▶ **Exercise aim**:
Exactly reproduce the lines from the line containing "OracleError::MalformedRequest(err.to_string())" to the end of the data below, inclusive, and nothing else.

▶ **Stored data**:
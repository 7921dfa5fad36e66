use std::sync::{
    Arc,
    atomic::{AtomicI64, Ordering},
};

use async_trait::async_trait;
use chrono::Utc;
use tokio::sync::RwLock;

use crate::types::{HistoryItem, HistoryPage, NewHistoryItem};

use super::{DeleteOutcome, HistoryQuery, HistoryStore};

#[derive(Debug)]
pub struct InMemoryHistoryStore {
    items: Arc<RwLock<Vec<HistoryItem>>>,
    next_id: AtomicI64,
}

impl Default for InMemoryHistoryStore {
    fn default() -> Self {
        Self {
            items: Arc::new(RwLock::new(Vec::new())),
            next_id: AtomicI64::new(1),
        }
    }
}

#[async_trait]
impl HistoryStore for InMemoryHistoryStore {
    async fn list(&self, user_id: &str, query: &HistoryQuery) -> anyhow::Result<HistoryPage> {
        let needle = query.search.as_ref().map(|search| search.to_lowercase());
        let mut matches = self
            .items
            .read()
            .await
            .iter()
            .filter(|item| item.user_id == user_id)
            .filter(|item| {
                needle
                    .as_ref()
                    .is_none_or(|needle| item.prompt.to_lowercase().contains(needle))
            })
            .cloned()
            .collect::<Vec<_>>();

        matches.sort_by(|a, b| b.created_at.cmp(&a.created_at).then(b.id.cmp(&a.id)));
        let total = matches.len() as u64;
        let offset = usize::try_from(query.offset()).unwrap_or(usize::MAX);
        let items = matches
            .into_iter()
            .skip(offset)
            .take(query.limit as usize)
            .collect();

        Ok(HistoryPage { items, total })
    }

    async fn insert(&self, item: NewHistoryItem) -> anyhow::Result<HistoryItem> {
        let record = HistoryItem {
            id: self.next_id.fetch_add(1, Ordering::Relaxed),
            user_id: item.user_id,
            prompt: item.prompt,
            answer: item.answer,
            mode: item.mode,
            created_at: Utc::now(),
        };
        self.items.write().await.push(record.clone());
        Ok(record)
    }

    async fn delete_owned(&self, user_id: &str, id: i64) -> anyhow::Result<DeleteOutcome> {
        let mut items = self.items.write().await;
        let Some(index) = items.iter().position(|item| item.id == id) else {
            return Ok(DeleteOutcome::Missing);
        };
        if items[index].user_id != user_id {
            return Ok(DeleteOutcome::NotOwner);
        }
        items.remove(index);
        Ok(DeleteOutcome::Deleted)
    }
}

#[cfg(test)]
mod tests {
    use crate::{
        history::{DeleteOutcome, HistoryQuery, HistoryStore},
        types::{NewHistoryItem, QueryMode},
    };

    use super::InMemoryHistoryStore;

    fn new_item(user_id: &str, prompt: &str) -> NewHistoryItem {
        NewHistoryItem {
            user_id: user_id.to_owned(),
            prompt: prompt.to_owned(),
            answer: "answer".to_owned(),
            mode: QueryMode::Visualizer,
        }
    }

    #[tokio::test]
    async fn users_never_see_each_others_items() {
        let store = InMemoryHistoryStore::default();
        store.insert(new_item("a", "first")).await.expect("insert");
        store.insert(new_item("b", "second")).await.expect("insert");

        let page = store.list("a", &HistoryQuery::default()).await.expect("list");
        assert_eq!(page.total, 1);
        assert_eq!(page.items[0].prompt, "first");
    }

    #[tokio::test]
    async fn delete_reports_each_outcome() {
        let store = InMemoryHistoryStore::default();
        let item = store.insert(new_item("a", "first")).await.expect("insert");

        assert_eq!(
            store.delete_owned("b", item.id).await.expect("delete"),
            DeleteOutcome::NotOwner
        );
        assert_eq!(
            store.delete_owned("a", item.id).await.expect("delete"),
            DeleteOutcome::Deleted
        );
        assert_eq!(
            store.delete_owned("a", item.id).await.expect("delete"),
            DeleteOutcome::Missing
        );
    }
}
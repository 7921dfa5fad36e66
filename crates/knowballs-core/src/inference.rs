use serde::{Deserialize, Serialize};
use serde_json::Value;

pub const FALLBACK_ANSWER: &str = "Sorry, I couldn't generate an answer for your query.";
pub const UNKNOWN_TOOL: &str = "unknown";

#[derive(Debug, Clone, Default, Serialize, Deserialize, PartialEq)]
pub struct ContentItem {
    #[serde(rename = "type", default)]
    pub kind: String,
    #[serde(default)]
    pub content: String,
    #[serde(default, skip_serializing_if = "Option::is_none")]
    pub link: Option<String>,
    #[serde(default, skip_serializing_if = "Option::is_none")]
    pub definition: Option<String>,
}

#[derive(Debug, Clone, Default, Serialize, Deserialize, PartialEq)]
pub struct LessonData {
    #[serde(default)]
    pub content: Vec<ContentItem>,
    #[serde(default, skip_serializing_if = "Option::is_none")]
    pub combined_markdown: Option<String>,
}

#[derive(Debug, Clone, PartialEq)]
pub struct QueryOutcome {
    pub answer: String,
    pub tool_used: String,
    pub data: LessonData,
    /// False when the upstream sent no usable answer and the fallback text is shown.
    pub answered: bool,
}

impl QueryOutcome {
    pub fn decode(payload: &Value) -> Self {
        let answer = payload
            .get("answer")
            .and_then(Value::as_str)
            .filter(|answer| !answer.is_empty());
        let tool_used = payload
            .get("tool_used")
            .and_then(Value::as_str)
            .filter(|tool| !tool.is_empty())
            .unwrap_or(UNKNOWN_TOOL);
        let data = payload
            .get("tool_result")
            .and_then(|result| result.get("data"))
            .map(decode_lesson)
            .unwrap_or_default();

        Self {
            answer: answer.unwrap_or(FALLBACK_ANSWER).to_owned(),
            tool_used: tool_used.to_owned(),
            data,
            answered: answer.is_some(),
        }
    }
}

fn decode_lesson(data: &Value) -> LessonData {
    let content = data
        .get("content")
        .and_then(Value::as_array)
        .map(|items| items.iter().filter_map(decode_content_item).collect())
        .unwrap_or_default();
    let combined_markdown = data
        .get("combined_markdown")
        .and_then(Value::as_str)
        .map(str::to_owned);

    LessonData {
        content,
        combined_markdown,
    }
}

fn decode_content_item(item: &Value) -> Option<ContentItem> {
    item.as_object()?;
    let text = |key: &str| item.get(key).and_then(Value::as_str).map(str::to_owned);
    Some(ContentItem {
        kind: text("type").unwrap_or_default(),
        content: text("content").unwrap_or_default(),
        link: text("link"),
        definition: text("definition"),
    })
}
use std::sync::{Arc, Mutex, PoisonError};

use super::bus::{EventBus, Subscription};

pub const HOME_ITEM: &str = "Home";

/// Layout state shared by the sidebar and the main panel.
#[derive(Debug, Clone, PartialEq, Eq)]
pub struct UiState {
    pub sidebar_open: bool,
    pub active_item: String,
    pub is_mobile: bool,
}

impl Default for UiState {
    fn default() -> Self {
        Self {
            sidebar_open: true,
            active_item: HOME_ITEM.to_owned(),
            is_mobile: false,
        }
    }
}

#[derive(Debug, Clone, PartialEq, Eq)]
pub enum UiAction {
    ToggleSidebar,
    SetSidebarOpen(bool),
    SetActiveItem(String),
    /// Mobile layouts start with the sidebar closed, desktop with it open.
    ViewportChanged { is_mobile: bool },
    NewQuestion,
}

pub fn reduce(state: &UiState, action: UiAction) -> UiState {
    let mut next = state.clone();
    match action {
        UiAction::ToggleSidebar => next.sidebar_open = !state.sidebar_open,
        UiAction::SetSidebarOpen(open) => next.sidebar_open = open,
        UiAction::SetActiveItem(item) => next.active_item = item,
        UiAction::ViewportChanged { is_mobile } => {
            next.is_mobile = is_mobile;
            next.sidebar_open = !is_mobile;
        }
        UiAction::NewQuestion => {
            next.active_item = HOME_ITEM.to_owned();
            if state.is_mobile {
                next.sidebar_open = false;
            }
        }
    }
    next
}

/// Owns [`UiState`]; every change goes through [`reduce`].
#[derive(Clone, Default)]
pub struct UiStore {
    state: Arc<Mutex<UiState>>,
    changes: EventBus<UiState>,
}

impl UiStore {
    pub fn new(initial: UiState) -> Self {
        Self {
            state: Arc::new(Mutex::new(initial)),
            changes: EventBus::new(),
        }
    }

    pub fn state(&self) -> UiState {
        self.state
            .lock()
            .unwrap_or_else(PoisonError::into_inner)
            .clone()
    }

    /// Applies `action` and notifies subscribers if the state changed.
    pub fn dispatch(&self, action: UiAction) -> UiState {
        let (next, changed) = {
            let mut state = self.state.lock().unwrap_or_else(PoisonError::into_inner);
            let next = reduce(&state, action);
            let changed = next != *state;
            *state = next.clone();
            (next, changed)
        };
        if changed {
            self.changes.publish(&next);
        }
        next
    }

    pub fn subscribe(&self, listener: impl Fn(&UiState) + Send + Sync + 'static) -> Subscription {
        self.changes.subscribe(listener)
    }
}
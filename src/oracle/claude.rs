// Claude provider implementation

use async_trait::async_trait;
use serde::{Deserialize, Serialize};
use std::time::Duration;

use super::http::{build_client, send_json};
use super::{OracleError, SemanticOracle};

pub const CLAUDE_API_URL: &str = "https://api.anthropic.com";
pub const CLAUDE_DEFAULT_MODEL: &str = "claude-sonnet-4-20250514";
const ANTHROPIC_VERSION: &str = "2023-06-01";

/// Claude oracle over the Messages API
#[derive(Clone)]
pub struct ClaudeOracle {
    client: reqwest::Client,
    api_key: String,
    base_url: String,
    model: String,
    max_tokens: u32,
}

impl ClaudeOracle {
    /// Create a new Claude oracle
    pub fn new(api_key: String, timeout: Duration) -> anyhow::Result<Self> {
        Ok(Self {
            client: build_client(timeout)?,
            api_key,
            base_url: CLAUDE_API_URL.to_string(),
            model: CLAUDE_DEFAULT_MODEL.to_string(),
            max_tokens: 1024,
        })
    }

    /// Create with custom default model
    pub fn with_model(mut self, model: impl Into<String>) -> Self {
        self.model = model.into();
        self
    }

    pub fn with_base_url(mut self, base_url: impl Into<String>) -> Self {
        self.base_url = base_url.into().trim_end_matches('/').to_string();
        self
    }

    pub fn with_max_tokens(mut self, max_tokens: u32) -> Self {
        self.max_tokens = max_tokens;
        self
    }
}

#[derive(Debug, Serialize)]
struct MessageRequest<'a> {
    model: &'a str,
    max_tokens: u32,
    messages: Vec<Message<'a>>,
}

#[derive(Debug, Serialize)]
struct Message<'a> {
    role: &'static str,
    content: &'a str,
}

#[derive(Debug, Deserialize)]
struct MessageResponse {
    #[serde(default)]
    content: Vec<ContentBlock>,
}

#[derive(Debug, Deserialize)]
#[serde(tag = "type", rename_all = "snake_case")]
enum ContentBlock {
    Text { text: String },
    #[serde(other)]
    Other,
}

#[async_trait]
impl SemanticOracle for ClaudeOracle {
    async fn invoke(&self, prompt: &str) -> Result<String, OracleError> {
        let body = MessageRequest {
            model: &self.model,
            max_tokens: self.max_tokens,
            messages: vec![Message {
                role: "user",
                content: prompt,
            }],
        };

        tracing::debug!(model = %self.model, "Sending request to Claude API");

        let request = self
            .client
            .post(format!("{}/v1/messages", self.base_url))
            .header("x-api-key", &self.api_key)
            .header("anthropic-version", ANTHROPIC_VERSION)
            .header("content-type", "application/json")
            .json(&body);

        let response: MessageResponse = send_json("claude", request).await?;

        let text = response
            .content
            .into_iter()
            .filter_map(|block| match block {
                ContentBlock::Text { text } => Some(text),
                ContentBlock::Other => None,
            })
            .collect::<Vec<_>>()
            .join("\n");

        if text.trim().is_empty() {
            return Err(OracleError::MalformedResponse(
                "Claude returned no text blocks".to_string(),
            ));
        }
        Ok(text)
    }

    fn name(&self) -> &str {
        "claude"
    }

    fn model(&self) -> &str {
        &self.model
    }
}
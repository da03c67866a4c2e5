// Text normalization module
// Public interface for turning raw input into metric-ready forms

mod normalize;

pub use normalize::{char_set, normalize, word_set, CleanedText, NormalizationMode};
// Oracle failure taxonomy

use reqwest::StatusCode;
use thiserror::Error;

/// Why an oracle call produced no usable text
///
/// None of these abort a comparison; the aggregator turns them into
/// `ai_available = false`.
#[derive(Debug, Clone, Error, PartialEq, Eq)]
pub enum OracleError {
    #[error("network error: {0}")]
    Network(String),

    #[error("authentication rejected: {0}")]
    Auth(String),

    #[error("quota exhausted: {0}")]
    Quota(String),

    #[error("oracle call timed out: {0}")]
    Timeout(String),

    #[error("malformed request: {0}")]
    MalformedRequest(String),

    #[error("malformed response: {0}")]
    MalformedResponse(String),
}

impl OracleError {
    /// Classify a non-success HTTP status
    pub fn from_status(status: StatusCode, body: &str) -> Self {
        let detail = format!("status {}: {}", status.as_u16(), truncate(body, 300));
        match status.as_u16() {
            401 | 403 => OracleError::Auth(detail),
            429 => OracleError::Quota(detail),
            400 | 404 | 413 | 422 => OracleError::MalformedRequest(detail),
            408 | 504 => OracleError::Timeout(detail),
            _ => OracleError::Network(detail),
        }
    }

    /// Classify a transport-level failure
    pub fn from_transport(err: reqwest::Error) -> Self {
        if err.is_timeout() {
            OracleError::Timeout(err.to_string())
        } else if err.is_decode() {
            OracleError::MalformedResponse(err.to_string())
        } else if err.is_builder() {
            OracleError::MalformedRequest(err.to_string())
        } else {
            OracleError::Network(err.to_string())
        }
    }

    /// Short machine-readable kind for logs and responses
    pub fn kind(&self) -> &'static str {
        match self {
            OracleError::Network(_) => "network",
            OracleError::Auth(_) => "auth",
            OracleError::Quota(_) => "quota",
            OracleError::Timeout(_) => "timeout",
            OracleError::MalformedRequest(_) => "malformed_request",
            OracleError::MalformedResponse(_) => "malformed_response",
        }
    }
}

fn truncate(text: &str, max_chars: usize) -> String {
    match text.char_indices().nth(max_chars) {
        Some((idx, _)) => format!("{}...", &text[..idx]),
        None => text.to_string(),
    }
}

▶ **Answer to the problem**:
            OracleError::MalformedRequest(err.to_string())
        } else {
            OracleError::Network(err.to_string())
        }
    }

    /// Short machine-readable kind for logs and responses
    pub fn kind(&self) -> &'static str {
        match self {
            OracleError::Network(_) => "network",
            OracleError::Auth(_) => "auth",
            OracleError::Quota(_) => "quota",
            OracleError::Timeout(_) => "timeout",
            OracleError::MalformedRequest(_) => "malformed_request",
            OracleError::MalformedResponse(_) => "malformed_response",
        }
    }
}

fn truncate(text: &str, max_chars: usize) -> String {
    match text.char_indices().nth(max_chars) {
        Some((idx, _)) => format!("{}...", &text[..idx]),
        None => text.to_string(),
    }
}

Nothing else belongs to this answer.